(Stored items)
•••

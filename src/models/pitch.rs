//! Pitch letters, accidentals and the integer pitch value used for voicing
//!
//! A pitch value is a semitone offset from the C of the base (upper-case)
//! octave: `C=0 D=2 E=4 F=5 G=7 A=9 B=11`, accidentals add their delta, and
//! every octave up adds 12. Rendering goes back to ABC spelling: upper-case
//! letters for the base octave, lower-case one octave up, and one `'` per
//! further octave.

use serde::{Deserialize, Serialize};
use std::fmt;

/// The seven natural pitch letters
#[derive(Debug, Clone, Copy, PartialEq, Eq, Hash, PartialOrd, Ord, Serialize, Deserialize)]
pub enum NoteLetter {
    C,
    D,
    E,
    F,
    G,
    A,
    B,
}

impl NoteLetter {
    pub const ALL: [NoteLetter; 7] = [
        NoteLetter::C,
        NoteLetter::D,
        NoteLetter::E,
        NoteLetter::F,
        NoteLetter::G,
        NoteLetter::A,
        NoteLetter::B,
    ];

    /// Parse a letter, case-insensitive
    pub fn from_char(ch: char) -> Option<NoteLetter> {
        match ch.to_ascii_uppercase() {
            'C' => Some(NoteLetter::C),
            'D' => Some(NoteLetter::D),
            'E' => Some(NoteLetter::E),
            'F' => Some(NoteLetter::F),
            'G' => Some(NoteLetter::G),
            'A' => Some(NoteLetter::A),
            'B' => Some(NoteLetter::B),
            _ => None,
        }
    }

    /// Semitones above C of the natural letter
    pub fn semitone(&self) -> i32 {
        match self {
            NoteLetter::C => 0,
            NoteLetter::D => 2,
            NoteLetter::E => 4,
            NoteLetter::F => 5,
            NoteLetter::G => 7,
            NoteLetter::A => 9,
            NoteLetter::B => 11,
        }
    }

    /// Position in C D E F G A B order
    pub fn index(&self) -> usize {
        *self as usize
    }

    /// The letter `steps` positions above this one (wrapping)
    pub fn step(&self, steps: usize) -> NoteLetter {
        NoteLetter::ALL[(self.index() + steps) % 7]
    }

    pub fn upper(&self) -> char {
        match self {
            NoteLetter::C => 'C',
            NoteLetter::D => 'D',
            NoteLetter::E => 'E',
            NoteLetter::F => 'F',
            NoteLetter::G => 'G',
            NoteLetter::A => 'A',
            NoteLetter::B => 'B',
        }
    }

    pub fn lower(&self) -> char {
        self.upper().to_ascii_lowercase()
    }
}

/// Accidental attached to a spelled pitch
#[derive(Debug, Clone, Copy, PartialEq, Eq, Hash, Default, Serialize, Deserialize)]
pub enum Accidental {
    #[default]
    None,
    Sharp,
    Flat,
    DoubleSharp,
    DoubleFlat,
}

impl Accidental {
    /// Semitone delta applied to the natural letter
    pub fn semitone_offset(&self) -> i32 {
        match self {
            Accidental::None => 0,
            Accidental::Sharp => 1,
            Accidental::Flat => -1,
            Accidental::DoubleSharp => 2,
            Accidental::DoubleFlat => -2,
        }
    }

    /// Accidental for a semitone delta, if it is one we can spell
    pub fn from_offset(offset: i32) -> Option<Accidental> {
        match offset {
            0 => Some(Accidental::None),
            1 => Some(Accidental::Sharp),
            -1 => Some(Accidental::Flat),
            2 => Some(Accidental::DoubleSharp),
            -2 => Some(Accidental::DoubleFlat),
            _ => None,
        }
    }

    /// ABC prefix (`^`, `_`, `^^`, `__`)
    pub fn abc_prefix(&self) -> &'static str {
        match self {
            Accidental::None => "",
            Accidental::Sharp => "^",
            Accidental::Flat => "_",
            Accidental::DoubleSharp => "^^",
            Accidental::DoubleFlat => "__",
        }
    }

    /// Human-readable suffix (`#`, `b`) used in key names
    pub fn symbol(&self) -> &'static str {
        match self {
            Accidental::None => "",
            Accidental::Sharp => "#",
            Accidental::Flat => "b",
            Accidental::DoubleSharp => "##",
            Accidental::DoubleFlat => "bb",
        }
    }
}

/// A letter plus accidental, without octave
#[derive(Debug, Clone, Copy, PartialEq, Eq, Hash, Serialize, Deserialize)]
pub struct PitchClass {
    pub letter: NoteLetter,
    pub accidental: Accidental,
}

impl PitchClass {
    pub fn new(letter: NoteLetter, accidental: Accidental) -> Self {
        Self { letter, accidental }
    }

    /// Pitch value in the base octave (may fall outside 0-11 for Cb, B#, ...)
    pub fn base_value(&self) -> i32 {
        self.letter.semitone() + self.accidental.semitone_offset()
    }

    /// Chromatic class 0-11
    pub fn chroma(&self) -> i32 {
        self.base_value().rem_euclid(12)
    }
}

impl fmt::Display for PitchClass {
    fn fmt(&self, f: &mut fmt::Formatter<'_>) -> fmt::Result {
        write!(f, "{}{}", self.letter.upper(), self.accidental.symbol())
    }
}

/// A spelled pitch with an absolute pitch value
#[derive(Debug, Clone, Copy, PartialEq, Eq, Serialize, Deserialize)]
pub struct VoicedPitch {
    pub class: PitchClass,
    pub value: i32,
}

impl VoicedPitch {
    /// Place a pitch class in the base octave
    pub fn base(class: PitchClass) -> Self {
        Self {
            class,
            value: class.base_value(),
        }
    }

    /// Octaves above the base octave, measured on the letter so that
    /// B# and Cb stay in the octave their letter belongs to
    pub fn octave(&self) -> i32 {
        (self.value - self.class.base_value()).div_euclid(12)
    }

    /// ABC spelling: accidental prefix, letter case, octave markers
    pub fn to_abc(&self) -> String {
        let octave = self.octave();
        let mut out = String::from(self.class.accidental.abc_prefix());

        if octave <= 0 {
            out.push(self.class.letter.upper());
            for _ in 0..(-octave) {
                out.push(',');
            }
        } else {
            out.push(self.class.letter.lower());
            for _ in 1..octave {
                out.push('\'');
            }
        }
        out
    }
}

•••

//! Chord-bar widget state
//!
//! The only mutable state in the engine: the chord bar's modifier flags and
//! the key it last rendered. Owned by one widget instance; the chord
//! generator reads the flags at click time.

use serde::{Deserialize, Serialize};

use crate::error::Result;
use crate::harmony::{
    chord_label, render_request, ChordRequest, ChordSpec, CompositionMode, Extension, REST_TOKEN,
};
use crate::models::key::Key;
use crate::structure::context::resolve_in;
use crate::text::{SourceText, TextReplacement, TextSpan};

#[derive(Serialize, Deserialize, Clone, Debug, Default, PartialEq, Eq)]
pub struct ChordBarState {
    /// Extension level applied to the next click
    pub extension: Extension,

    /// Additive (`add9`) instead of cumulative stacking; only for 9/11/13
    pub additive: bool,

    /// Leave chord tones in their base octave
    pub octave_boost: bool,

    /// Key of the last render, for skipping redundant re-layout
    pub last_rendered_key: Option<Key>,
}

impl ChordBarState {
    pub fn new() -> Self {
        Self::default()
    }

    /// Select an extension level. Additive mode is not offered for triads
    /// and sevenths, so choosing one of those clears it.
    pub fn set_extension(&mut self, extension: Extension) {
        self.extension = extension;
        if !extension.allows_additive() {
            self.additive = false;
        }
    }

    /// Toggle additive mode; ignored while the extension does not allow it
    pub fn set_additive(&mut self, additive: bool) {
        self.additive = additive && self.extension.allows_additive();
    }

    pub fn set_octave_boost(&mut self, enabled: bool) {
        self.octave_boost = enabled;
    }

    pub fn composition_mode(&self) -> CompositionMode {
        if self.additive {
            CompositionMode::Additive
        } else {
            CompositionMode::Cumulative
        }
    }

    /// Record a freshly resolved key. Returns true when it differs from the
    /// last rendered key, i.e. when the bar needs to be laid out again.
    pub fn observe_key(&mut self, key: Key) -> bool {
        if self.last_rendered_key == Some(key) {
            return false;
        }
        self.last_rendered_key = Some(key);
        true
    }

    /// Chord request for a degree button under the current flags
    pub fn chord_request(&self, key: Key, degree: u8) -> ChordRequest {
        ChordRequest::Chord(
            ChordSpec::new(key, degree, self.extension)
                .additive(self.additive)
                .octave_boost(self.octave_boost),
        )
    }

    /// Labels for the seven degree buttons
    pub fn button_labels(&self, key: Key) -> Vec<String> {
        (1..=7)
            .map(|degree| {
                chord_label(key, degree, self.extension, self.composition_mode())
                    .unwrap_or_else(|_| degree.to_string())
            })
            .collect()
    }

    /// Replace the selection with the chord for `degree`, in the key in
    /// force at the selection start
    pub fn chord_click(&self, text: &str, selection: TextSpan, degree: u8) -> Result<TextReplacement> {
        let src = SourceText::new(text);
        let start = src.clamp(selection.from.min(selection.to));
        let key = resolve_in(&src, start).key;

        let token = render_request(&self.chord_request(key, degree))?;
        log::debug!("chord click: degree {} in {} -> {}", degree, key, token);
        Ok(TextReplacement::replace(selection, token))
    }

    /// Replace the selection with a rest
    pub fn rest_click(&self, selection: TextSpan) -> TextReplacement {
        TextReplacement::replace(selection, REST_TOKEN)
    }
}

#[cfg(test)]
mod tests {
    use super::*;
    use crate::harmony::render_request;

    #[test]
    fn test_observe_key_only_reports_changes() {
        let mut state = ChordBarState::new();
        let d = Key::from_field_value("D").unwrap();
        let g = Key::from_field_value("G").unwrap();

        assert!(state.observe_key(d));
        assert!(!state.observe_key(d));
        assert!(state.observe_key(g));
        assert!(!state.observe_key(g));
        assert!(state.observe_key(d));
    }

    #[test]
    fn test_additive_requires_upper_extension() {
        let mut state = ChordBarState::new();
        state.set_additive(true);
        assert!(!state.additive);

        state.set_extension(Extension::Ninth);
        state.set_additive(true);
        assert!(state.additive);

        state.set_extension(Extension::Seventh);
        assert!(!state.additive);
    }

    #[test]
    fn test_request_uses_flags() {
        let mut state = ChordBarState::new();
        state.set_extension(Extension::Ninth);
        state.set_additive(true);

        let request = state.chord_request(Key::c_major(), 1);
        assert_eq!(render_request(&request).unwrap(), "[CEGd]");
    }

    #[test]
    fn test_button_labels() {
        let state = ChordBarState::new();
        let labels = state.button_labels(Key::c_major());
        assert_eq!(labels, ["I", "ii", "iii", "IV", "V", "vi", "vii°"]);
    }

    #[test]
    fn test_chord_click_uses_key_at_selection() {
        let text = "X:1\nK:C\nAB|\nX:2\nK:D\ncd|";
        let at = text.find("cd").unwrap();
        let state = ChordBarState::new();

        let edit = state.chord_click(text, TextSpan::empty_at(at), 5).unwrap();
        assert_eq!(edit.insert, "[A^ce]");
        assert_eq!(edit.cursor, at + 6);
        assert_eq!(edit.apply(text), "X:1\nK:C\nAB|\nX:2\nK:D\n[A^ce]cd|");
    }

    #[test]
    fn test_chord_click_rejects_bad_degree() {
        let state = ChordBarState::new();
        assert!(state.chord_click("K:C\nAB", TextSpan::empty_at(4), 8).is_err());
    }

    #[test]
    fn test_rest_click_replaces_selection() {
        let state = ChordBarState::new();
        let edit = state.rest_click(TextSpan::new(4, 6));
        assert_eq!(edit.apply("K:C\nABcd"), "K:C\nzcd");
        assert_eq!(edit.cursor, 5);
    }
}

•••

WHAT IS EXPECTED: Please return all lines above in which the string "harmony" is found.

COMPLETED EXERCISE:
use crate::harmony::{
    use crate::harmony::render_request;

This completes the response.